Pober serves as director of the Human and Translational Immunology Program and is vice-chair of the Department of Immunology’s Section of Human and Translational Immunology. He earned his M.D. and Ph.D. in molecular biophysics and biochemistry in 1977 in Yale’s Medical Scientist Training Program. After a residency at Yale-New Haven Hospital and postdoctoral work at Harvard University, he completed his training at Brigham and Women’s Hospital, where he then was an attending pathologist from 1981 to 1991, during which time he also taught at Harvard Medical School. He returned to the Yale School of Medicine in 1991 as a professor of pathology and immunobiology, and became a professor of dermatology in 1998.

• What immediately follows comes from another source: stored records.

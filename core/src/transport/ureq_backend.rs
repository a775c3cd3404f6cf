//! Blocking transport backed by [`ureq`].
//!
//! A connection wraps one `ureq::Agent`, which keeps its own pool of
//! keep-alive sockets. The agent is rebuilt only when a request asks for a
//! different proxy or TLS verification mode than the agent was built with.

use std::collections::BTreeMap;
use std::io::Read as _;
use std::path::Path;
use std::time::Duration;

use base64::Engine as _;

use super::{Connection, Transport, ERR_CONNECT, ERR_HOST_NOT_FOUND, ERR_OTHER, ERR_TIMEOUT};
use crate::error::ApiError;
use crate::http::{HttpRequest, HttpResponse, RequestBody, TransportFailure};

/// Couldn't read the local file to upload.
const ERR_READ: i32 = 26;

/// A [`Transport`] implementation backed by [`ureq`] (blocking).
#[derive(Debug, Clone, Default)]
pub struct UreqTransport {
    timeout: Option<Duration>,
}

impl UreqTransport {
    pub fn new() -> Self {
        Self::default()
    }

    /// Bound every exchange (connect, send, receive) by `timeout`.
    pub fn with_timeout(timeout: Duration) -> Self {
        Self {
            timeout: Some(timeout),
        }
    }
}

impl Transport for UreqTransport {
    fn open(&self) -> Result<Box<dyn Connection>, ApiError> {
        Ok(Box::new(UreqConnection {
            timeout: self.timeout,
            agent: None,
        }))
    }
}

#[derive(Debug, Clone, PartialEq, Eq)]
struct AgentSettings {
    proxy: Option<String>,
    verify_tls: bool,
}

struct UreqConnection {
    timeout: Option<Duration>,
    agent: Option<(AgentSettings, ureq::Agent)>,
}

impl UreqConnection {
    fn agent_for(&mut self, request: &HttpRequest) -> Result<ureq::Agent, TransportFailure> {
        let wanted = AgentSettings {
            proxy: request.proxy.clone(),
            verify_tls: request.verify_tls,
        };
        if let Some((settings, agent)) = &self.agent {
            if *settings == wanted {
                return Ok(agent.clone());
            }
        }

        let proxy = match &wanted.proxy {
            Some(uri) => Some(
                ureq::Proxy::new(uri)
                    .map_err(|e| TransportFailure::new(format!("invalid proxy {uri}: {e}"), ERR_OTHER))?,
            ),
            None => None,
        };
        let tls = ureq::tls::TlsConfig::builder()
            .disable_verification(!wanted.verify_tls)
            .build();
        let agent = ureq::Agent::config_builder()
            .timeout_global(self.timeout)
            // Status codes are data for the caller, never errors.
            .http_status_as_error(false)
            .proxy(proxy)
            .tls_config(tls)
            .build()
            .new_agent();

        tracing::debug!(proxy = ?wanted.proxy, verify_tls = wanted.verify_tls, "built ureq agent");
        self.agent = Some((wanted, agent.clone()));
        Ok(agent)
    }
}

impl Connection for UreqConnection {
    fn execute(&mut self, request: &HttpRequest) -> Result<HttpResponse, TransportFailure> {
        let agent = self.agent_for(request)?;

        let mut builder = ureq::http::Request::builder()
            .method(request.method.as_str())
            .uri(&request.url);
        for (name, value) in &request.headers {
            builder = builder.header(name, value);
        }
        if let Some((login, password)) = &request.basic_auth {
            let token = base64::engine::general_purpose::STANDARD.encode(format!("{login}:{password}"));
            builder = builder.header("Authorization", format!("Basic {token}"));
        }
        if let Some(jar) = &request.cookie_jar {
            let cookies = read_cookie_jar(jar);
            if !cookies.is_empty() {
                builder = builder.header("Cookie", cookie_header(&cookies));
            }
        }

        let body = match &request.body {
            Some(RequestBody::Json(text)) | Some(RequestBody::Form(text)) => Some(text.clone().into_bytes()),
            Some(RequestBody::File(upload)) => Some(std::fs::read(&upload.path).map_err(|e| {
                TransportFailure::new(format!("{}: {e}", upload.path.display()), ERR_READ)
            })?),
            None => None,
        };
        if matches!(request.body, Some(RequestBody::Form(_))) {
            builder = builder.header("Content-Type", "application/x-www-form-urlencoded");
        }

        let result = if let Some(body) = body {
            let req = builder
                .body(body)
                .map_err(|e| TransportFailure::new(e.to_string(), ERR_OTHER))?;
            agent.run(req)
        } else {
            let req = builder
                .body(())
                .map_err(|e| TransportFailure::new(e.to_string(), ERR_OTHER))?;
            agent.run(req)
        };

        let response = match result {
            Ok(resp) => resp,
            Err(ureq::Error::Timeout(_)) => {
                return Err(TransportFailure::new("operation timed out", ERR_TIMEOUT))
            }
            Err(ureq::Error::HostNotFound) => {
                return Err(TransportFailure::new("host not found", ERR_HOST_NOT_FOUND))
            }
            Err(ureq::Error::Io(e)) => return Err(TransportFailure::new(e.to_string(), ERR_CONNECT)),
            Err(e) => return Err(TransportFailure::new(e.to_string(), ERR_OTHER)),
        };

        let response = convert_response(response)?;
        if let Some(jar) = &request.cookie_jar {
            store_cookies(jar, &response);
        }
        Ok(response)
    }

    fn close(&mut self) {
        self.agent = None;
    }
}

/// Convert a ureq `http::Response<Body>` into our [`HttpResponse`].
fn convert_response(
    response: ureq::http::Response<ureq::Body>,
) -> Result<HttpResponse, TransportFailure> {
    let (parts, body) = response.into_parts();

    let mut bytes = Vec::new();
    body.into_reader()
        .read_to_end(&mut bytes)
        .map_err(|e| TransportFailure::new(e.to_string(), ERR_CONNECT))?;

    let headers = parts
        .headers
        .iter()
        .filter_map(|(name, value)| {
            value
                .to_str()
                .ok()
                .map(|v| (name.as_str().to_string(), v.to_string()))
        })
        .collect();

    Ok(HttpResponse {
        status: parts.status.as_u16(),
        headers,
        body: String::from_utf8_lossy(&bytes).into_owned(),
    })
}

// -- cookie jar: one `name=value` per line ----------------------------------

fn read_cookie_jar(path: &Path) -> BTreeMap<String, String> {
    let Ok(text) = std::fs::read_to_string(path) else {
        return BTreeMap::new();
    };
    text.lines().filter_map(parse_cookie_pair).collect()
}

fn parse_cookie_pair(line: &str) -> Option<(String, String)> {
    let (name, value) = line.split_once('=')?;
    let name = name.trim();
    (!name.is_empty()).then(|| (name.to_string(), value.trim().to_string()))
}

fn cookie_header(cookies: &BTreeMap<String, String>) -> String {
    cookies
        .iter()
        .map(|(name, value)| format!("{name}={value}"))
        .collect::<Vec<_>>()
        .join("; ")
}

fn store_cookies(path: &Path, response: &HttpResponse) {
    let received: Vec<(String, String)> = response
        .headers
        .iter()
        .filter(|(name, _)| name.eq_ignore_ascii_case("set-cookie"))
        .filter_map(|(_, value)| parse_cookie_pair(value.split(';').next().unwrap_or_default()))
        .collect();
    if received.is_empty() {
        return;
    }

    let mut cookies = read_cookie_jar(path);
    cookies.extend(received);
    let text: String = cookies
        .iter()
        .map(|(name, value)| format!("{name}={value}\n"))
        .collect();
    if let Err(e) = std::fs::write(path, text) {
        tracing::warn!(path = %path.display(), error = %e, "failed to write cookie jar");
    }
}
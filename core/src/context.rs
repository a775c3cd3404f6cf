//! Per-model request configuration.
//!
//! # Design
//! Each model owns one `RequestContext`. When a model creates a child, the
//! child's context is seeded with a copy of the parent's debug, cookie,
//! extra-header and response-parsing settings. The endpoint is never copied:
//! a child either appends its own segment to the parent's full endpoint or,
//! when marked individual, uses its own segment alone.

/// Endpoint, flags and headers applied to every request a model sends, plus
/// the status and body of the last response it received.
#[derive(Debug, Clone, PartialEq, Eq)]
pub struct RequestContext {
    pub endpoint: Option<String>,
    pub endpoint_individual: bool,
    pub cookies: bool,
    pub debug: bool,
    pub http_auth: bool,
    pub parse_response: bool,
    pub extra_headers: Vec<(String, String)>,
    pub last_http_code: Option<u16>,
    pub last_http_response: Option<String>,
}

impl Default for RequestContext {
    fn default() -> Self {
        Self {
            endpoint: None,
            endpoint_individual: false,
            cookies: false,
            debug: false,
            http_auth: false,
            parse_response: true,
            extra_headers: Vec::new(),
            last_http_code: None,
            last_http_response: None,
        }
    }
}

impl RequestContext {
    /// Seed `child` with the settings a parent passes down.
    pub fn copy_to(&self, child: &mut RequestContext) {
        child.cookies = self.cookies;
        child.debug = self.debug;
        child.extra_headers = self.extra_headers.clone();
        child.parse_response = self.parse_response;
    }

    /// This context's own endpoint segment (no parent prefix).
    pub fn own_endpoint(&self) -> &str {
        self.endpoint.as_deref().unwrap_or_default()
    }

    /// Compose the full endpoint given the parent's full endpoint.
    pub fn compose_endpoint(&self, parent: Option<&str>) -> String {
        match parent {
            Some(prefix) if !self.endpoint_individual => format!("{prefix}{}", self.own_endpoint()),
            _ => self.own_endpoint().to_string(),
        }
    }

    pub(crate) fn record(&mut self, status: Option<u16>, body: Option<String>) {
        self.last_http_code = status;
        self.last_http_response = body;
    }
}
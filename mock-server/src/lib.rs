use std::{
    collections::{BTreeMap, HashMap},
    sync::Arc,
};

use axum::{
    extract::{Path, Query, State},
    http::{header, HeaderMap, Method, StatusCode, Uri},
    response::IntoResponse,
    routing::{any, get, put},
    Json, Router,
};
use serde::{Deserialize, Serialize};
use serde_json::{json, Value};
use tokio::{net::TcpListener, sync::RwLock};
use uuid::Uuid;

pub const SESSION_COOKIE: &str = "session=mock-session-1";

#[derive(Clone, Debug, Serialize, Deserialize)]
pub struct User {
    pub id: Uuid,
    pub name: String,
    #[serde(default)]
    pub email: Option<String>,
}

#[derive(Deserialize)]
pub struct CreateUser {
    pub name: String,
    #[serde(default)]
    pub email: Option<String>,
}

#[derive(Deserialize)]
pub struct UpdateUser {
    pub name: Option<String>,
    pub email: Option<String>,
}

#[derive(Clone, Debug, Serialize, Deserialize)]
pub struct Profile {
    pub user_id: Uuid,
    pub bio: String,
}

/// What the echo route saw.
#[derive(Clone, Debug, Serialize, Deserialize)]
pub struct Echo {
    pub method: String,
    pub path: String,
    pub query: Option<String>,
    pub headers: BTreeMap<String, String>,
    pub body: String,
}

pub type Db = Arc<RwLock<HashMap<Uuid, User>>>;

pub fn app() -> Router {
    let db: Db = Arc::new(RwLock::new(HashMap::new()));
    Router::new()
        .route("/user", get(list_users).post(create_user))
        .route("/user/list", get(list_users))
        .route("/user/{id}", put(update_user).get(get_user))
        .route("/user/profile/{id}", get(get_profile))
        .route("/echo", any(echo))
        .route("/echo/{*rest}", any(echo))
        .route("/plain", get(plain))
        .route("/session", get(session))
        .route("/cached", get(cached))
        .with_state(db)
}

pub async fn run(listener: TcpListener) -> Result<(), std::io::Error> {
    axum::serve(listener, app()).await
}

async fn list_users(
    State(db): State<Db>,
    Query(query): Query<BTreeMap<String, String>>,
) -> Json<Value> {
    let users = db.read().await;
    let mut list: Vec<User> = users.values().cloned().collect();
    list.sort_by(|a, b| a.name.cmp(&b.name));
    Json(json!({ "users": list, "query": query }))
}

async fn create_user(
    State(db): State<Db>,
    Json(input): Json<CreateUser>,
) -> (StatusCode, Json<User>) {
    let user = User {
        id: Uuid::new_v4(),
        name: input.name,
        email: input.email,
    };
    db.write().await.insert(user.id, user.clone());
    (StatusCode::CREATED, Json(user))
}

async fn get_user(
    State(db): State<Db>,
    Path(id): Path<Uuid>,
) -> Result<Json<User>, StatusCode> {
    let users = db.read().await;
    users.get(&id).cloned().map(Json).ok_or(StatusCode::NOT_FOUND)
}

async fn update_user(
    State(db): State<Db>,
    Path(id): Path<Uuid>,
    Json(input): Json<UpdateUser>,
) -> Result<Json<User>, StatusCode> {
    let mut users = db.write().await;
    let user = users.get_mut(&id).ok_or(StatusCode::NOT_FOUND)?;
    if let Some(name) = input.name {
        user.name = name;
    }
    if let Some(email) = input.email {
        user.email = Some(email);
    }
    Ok(Json(user.clone()))
}

async fn get_profile(
    State(db): State<Db>,
    Path(id): Path<Uuid>,
) -> Result<Json<Profile>, StatusCode> {
    let users = db.read().await;
    let user = users.get(&id).ok_or(StatusCode::NOT_FOUND)?;
    Ok(Json(Profile {
        user_id: user.id,
        bio: format!("{} has no bio yet", user.name),
    }))
}

async fn echo(method: Method, uri: Uri, headers: HeaderMap, body: String) -> Json<Echo> {
    let headers = headers
        .iter()
        .filter_map(|(name, value)| Some((name.as_str().to_string(), value.to_str().ok()?.to_string())))
        .collect();
    Json(Echo {
        method: method.to_string(),
        path: uri.path().to_string(),
        query: uri.query().map(str::to_string),
        headers,
        body,
    })
}

async fn plain() -> &'static str {
    "pong"
}

/// Hands out a session cookie and reports the cookie it was sent.
async fn session(headers: HeaderMap) -> impl IntoResponse {
    let sent = headers
        .get(header::COOKIE)
        .and_then(|value| value.to_str().ok())
        .map(str::to_string);
    (
        [(header::SET_COOKIE, format!("{SESSION_COOKIE}; Path=/"))],
        Json(json!({ "cookie": sent })),
    )
}

async fn cached(headers: HeaderMap) -> impl IntoResponse {
    if headers.contains_key(header::IF_MODIFIED_SINCE) {
        StatusCode::NOT_MODIFIED.into_response()
    } else {
        Json(json!({ "fresh": true })).into_response()
    }
}
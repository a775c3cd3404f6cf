//! Log severities and subscriber setup.
//!
//! The toolkit emits `tracing` events and leaves routing to whatever
//! subscriber the application installs. `Severity` keeps the eight-level
//! syslog scale (lower number = more severe) for callers that configure
//! thresholds that way; it collapses onto `tracing`'s five levels.
//!
//! `init` installs the filter behind a reload layer, so the debug switches on
//! `Client` and `Model` can move the threshold between `Debug` and `Info` at
//! runtime.

use std::fmt;
use std::str::FromStr;
use std::sync::atomic::{AtomicU8, Ordering};
use std::sync::OnceLock;

use tracing::level_filters::LevelFilter;
use tracing::Level;
use tracing_subscriber::layer::SubscriberExt as _;
use tracing_subscriber::util::SubscriberInitExt as _;
use tracing_subscriber::{reload, EnvFilter, Registry};

static FILTER: OnceLock<reload::Handle<EnvFilter, Registry>> = OnceLock::new();
static THRESHOLD: AtomicU8 = AtomicU8::new(Severity::Info as u8);

#[derive(Debug, Clone, Copy, PartialEq, Eq, PartialOrd, Ord, Hash)]
pub enum Severity {
    Emergency = 0,
    Alert = 1,
    Critical = 2,
    Error = 3,
    Warning = 4,
    Notice = 5,
    Info = 6,
    Debug = 7,
}

impl Severity {
    pub const ALL: [Severity; 8] = [
        Severity::Emergency,
        Severity::Alert,
        Severity::Critical,
        Severity::Error,
        Severity::Warning,
        Severity::Notice,
        Severity::Info,
        Severity::Debug,
    ];

    pub fn as_str(self) -> &'static str {
        match self {
            Severity::Emergency => "emergency",
            Severity::Alert => "alert",
            Severity::Critical => "critical",
            Severity::Error => "error",
            Severity::Warning => "warning",
            Severity::Notice => "notice",
            Severity::Info => "info",
            Severity::Debug => "debug",
        }
    }

    /// Whether a message at `self` passes a `threshold`: it does unless it
    /// is numerically greater (less severe) than the threshold.
    pub fn passes(self, threshold: Severity) -> bool {
        self <= threshold
    }

    pub fn level(self) -> Level {
        match self {
            Severity::Emergency | Severity::Alert | Severity::Critical | Severity::Error => Level::ERROR,
            Severity::Warning => Level::WARN,
            Severity::Notice | Severity::Info => Level::INFO,
            Severity::Debug => Level::DEBUG,
        }
    }

    pub fn level_filter(self) -> LevelFilter {
        LevelFilter::from_level(self.level())
    }
}

impl fmt::Display for Severity {
    fn fmt(&self, f: &mut fmt::Formatter<'_>) -> fmt::Result {
        f.write_str(self.as_str())
    }
}

impl FromStr for Severity {
    type Err = String;

    fn from_str(s: &str) -> Result<Self, Self::Err> {
        Severity::ALL
            .into_iter()
            .find(|level| level.as_str().eq_ignore_ascii_case(s))
            .ok_or_else(|| format!("unknown log level: {s}"))
    }
}

fn filter_for(threshold: Severity) -> EnvFilter {
    EnvFilter::builder()
        .with_default_directive(threshold.level_filter().into())
        .from_env_lossy()
}

/// Install a stderr `fmt` subscriber filtered at `threshold`.
///
/// `RUST_LOG`, when set, takes precedence. Returns `false` and changes
/// nothing if a global subscriber is already installed.
pub fn init(threshold: Severity) -> bool {
    let (filter, handle) = reload::Layer::new(filter_for(threshold));
    let installed = tracing_subscriber::registry()
        .with(filter)
        .with(tracing_subscriber::fmt::layer().with_writer(std::io::stderr))
        .try_init()
        .is_ok();
    if installed {
        THRESHOLD.store(threshold as u8, Ordering::Relaxed);
        let _ = FILTER.set(handle);
    }
    installed
}

/// Move the threshold of the subscriber installed by `init`.
///
/// The new threshold is remembered either way; returns whether a live
/// filter was actually swapped.
pub fn set_threshold(threshold: Severity) -> bool {
    THRESHOLD.store(threshold as u8, Ordering::Relaxed);
    let Some(handle) = FILTER.get() else {
        return false;
    };
    match handle.reload(filter_for(threshold)) {
        Ok(()) => {
            tracing::debug!(%threshold, "log threshold changed");
            true
        }
        Err(e) => {
            tracing::warn!(error = %e, "failed to change log threshold");
            false
        }
    }
}

/// Threshold last set through `init` or `set_threshold`.
pub fn threshold() -> Severity {
    let n = THRESHOLD.load(Ordering::Relaxed) as usize;
    Severity::ALL.get(n).copied().unwrap_or(Severity::Info)
}

/// Whether `init` installed the reloadable subscriber.
pub fn is_installed() -> bool {
    FILTER.get().is_some()
}

/// `Debug` when `debug` is on, `Info` otherwise.
pub(crate) fn apply_debug(debug: bool) {
    set_threshold(if debug { Severity::Debug } else { Severity::Info });
}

He was named director of the Molecular Cardiobiology Program at the Boyer Center for Molecular Medicine in 1991 and founded the Vascular Biology and Transplantation Program in 1999. In 2007, he stepped down as the director of the program when appointed to his current posts. He was named the Ensign Professor of Immunobiology in 2011.
The Yale scientist has been honored as a Searle Scholar, an Established Investigator of the American Heart Association and a MERIT awardee of the National Heart, Lung, and Blood Institute. He received the Warner Lambert-Parke Davis Award in 1988 and the Rous Whipple Award in 2011 from the American Society of Investigative Pathology.
Among other professional activities, Pober is the co-founder and co-director of the joint Yale-Cambridge University Biomedical Research Program.